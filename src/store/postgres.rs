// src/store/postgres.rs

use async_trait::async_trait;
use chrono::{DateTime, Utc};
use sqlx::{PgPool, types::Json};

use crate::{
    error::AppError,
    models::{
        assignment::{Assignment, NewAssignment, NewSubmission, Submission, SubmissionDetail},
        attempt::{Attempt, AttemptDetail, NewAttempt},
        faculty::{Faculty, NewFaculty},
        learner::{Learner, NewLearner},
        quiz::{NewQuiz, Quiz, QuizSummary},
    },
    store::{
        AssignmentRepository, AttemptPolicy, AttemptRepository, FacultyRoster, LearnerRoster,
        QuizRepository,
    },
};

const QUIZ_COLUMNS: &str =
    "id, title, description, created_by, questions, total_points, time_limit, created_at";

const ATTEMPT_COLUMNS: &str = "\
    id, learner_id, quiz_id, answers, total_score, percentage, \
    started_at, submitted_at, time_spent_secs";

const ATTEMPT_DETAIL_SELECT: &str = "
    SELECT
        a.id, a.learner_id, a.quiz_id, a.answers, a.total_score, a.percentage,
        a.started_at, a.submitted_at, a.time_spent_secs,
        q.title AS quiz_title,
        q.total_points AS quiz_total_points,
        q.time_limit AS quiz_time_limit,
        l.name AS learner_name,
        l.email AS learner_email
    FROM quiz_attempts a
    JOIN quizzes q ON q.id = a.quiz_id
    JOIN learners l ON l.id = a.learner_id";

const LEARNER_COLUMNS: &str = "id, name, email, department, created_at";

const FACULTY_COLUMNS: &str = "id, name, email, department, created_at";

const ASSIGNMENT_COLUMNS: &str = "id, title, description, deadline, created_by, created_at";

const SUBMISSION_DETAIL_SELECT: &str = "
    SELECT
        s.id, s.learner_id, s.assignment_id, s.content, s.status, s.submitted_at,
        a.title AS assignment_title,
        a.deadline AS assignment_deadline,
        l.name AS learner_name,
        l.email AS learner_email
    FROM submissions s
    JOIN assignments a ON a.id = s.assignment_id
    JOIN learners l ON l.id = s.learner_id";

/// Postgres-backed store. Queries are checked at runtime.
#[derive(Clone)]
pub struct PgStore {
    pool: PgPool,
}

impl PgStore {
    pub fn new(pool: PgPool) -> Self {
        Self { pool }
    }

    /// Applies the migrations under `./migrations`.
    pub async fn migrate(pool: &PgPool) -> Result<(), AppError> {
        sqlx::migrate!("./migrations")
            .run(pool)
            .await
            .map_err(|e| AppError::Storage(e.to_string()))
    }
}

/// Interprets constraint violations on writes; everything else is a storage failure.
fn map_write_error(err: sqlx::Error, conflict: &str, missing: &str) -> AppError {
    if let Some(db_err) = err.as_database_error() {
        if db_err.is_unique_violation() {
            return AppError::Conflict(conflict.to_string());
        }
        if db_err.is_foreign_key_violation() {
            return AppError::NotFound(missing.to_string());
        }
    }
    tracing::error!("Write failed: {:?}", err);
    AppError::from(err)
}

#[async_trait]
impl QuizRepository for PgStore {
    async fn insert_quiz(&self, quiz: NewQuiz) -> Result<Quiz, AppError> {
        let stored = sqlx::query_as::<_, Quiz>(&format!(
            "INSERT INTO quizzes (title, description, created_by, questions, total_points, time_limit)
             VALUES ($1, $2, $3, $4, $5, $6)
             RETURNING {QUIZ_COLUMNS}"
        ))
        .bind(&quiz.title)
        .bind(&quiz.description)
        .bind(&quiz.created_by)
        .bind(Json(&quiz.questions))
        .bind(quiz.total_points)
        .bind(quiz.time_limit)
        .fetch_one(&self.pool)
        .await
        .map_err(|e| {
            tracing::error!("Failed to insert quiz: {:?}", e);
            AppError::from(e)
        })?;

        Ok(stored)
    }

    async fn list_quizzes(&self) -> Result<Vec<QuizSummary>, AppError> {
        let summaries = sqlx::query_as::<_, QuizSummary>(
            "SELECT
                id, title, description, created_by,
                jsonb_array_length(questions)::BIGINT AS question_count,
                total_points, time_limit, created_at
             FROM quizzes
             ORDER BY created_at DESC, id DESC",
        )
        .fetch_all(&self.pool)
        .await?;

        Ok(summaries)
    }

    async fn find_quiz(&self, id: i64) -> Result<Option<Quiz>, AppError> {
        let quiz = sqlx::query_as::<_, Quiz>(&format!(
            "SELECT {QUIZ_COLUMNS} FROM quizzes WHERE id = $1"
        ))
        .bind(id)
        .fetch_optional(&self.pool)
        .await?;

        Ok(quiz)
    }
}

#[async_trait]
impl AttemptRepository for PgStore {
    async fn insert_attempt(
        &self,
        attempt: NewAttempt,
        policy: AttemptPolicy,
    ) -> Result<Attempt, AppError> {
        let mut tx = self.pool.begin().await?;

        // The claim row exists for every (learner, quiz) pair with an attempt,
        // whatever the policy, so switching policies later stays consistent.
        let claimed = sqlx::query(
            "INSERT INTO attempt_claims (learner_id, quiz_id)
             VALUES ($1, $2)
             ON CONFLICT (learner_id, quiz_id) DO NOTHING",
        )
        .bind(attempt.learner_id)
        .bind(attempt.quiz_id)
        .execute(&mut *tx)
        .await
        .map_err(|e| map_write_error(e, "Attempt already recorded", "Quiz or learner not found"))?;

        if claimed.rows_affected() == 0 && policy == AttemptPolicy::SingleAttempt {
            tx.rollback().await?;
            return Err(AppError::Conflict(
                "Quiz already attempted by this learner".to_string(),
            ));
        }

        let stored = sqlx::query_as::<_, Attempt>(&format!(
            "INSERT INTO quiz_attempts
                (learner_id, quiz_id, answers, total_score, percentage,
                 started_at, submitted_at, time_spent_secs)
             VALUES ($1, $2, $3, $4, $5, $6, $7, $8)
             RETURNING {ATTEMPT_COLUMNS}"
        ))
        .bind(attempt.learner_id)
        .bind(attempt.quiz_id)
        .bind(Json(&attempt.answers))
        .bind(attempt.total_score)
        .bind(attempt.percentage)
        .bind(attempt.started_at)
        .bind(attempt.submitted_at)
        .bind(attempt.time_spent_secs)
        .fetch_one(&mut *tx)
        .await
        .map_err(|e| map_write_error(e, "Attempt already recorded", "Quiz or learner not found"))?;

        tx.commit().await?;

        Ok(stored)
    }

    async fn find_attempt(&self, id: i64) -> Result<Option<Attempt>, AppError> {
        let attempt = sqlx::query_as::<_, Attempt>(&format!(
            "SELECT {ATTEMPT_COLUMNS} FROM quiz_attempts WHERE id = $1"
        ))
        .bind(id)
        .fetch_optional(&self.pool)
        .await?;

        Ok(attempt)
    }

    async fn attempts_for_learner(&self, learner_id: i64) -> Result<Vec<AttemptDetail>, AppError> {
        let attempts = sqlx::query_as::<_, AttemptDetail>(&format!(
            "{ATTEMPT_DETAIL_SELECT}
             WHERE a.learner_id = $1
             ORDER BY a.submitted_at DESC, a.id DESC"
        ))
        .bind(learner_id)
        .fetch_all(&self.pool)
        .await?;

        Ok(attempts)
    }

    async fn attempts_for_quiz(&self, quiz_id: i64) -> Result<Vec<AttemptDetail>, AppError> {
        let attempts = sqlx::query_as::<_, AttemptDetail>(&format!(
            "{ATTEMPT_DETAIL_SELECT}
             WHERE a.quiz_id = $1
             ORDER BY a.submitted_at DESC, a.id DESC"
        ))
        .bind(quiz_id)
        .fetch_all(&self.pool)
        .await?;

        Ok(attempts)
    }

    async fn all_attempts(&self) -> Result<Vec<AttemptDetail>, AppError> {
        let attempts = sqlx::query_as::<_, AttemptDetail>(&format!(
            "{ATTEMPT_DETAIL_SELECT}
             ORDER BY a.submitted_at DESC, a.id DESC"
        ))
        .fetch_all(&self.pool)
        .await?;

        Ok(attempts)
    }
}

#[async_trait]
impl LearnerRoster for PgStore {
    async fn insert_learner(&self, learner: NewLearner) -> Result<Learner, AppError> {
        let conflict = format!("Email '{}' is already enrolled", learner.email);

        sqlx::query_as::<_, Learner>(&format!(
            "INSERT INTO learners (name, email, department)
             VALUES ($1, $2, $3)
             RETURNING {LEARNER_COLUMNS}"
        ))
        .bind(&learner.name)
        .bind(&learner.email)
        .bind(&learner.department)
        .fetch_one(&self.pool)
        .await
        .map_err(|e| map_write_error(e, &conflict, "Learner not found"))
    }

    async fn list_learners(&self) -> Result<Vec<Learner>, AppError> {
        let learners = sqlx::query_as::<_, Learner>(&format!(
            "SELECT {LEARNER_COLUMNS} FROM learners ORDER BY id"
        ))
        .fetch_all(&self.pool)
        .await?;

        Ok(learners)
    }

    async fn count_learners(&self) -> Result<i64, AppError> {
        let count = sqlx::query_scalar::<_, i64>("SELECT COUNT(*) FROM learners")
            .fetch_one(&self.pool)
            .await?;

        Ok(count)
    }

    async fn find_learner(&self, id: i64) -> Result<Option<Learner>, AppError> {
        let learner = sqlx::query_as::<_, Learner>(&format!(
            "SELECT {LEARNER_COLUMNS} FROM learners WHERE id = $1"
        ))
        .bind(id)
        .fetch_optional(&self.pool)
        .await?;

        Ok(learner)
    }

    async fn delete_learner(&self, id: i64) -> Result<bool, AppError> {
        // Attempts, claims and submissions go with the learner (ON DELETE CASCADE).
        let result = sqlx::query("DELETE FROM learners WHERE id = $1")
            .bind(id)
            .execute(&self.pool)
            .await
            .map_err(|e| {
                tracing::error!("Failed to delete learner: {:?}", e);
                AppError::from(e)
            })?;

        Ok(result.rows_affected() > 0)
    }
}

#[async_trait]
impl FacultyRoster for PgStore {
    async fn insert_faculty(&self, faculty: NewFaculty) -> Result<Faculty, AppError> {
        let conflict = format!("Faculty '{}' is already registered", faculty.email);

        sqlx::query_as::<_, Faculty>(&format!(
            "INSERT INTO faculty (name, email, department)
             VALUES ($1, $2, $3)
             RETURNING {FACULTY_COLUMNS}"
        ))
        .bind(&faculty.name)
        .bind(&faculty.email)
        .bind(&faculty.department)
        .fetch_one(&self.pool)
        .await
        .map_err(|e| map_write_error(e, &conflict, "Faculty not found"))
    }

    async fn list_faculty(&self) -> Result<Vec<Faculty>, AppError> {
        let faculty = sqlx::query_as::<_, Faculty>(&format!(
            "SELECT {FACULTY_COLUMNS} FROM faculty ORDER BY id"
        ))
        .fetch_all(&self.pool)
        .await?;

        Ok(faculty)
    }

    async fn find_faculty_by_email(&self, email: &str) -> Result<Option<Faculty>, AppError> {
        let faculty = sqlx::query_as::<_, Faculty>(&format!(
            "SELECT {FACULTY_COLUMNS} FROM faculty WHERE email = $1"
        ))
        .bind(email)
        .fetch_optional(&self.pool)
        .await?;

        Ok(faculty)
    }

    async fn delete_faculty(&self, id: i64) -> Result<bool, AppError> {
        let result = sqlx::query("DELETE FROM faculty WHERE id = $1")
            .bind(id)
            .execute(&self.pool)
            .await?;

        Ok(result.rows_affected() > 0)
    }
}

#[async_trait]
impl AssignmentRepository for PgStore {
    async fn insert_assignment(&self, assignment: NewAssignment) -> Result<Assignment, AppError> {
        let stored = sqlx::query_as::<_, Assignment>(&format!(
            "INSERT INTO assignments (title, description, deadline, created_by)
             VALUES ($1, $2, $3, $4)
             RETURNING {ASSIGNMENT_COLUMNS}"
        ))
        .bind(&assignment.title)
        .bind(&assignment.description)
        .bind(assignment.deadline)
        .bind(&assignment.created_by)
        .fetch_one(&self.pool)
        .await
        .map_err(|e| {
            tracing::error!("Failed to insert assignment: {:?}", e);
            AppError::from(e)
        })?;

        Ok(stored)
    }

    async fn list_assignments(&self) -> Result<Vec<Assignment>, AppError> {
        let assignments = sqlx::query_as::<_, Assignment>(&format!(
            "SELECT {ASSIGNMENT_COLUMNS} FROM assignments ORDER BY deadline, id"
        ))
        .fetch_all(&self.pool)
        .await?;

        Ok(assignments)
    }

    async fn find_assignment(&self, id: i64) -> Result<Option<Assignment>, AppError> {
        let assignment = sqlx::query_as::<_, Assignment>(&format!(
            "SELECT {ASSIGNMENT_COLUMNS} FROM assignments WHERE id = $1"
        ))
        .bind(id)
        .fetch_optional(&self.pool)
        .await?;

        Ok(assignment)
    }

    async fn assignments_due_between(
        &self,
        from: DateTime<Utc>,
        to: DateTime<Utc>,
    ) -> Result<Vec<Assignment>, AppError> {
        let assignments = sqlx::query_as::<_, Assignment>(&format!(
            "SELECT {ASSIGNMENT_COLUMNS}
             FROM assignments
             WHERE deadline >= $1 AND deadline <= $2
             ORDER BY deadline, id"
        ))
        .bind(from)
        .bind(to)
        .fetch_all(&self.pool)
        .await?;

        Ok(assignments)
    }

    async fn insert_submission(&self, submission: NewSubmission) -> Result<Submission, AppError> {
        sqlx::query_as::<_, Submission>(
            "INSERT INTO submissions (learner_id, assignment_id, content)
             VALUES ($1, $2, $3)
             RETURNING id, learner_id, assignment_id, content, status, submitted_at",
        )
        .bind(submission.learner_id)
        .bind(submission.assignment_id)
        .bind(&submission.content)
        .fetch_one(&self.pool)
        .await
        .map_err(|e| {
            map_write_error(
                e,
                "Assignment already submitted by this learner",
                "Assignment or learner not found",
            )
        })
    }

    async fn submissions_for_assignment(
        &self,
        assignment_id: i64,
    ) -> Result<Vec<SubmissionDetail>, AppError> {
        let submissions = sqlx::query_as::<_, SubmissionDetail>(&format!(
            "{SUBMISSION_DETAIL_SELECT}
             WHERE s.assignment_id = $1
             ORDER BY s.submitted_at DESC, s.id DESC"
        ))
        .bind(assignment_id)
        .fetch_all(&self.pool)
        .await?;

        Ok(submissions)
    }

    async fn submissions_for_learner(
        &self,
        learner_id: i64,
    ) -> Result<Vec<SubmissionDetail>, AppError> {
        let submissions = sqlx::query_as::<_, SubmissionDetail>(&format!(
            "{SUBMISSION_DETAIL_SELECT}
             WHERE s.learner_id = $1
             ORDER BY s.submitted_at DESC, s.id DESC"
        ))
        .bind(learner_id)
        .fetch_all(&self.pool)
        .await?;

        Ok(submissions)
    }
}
-=-=-=-=-
Write out exactly the lines above from the line with "const ASSIGNMENT_COLUMNS: &str" through the line with "#[derive(Clone)]", both of them included, and leave out all other lines.

const ASSIGNMENT_COLUMNS: &str = "id, title, description, deadline, created_by, created_at";

const SUBMISSION_DETAIL_SELECT: &str = "
    SELECT
        s.id, s.learner_id, s.assignment_id, s.content, s.status, s.submitted_at,
        a.title AS assignment_title,
        a.deadline AS assignment_deadline,
        l.name AS learner_name,
        l.email AS learner_email
    FROM submissions s
    JOIN assignments a ON a.id = s.assignment_id
    JOIN learners l ON l.id = s.learner_id";

/// Postgres-backed store. Queries are checked at runtime.
#[derive(Clone)]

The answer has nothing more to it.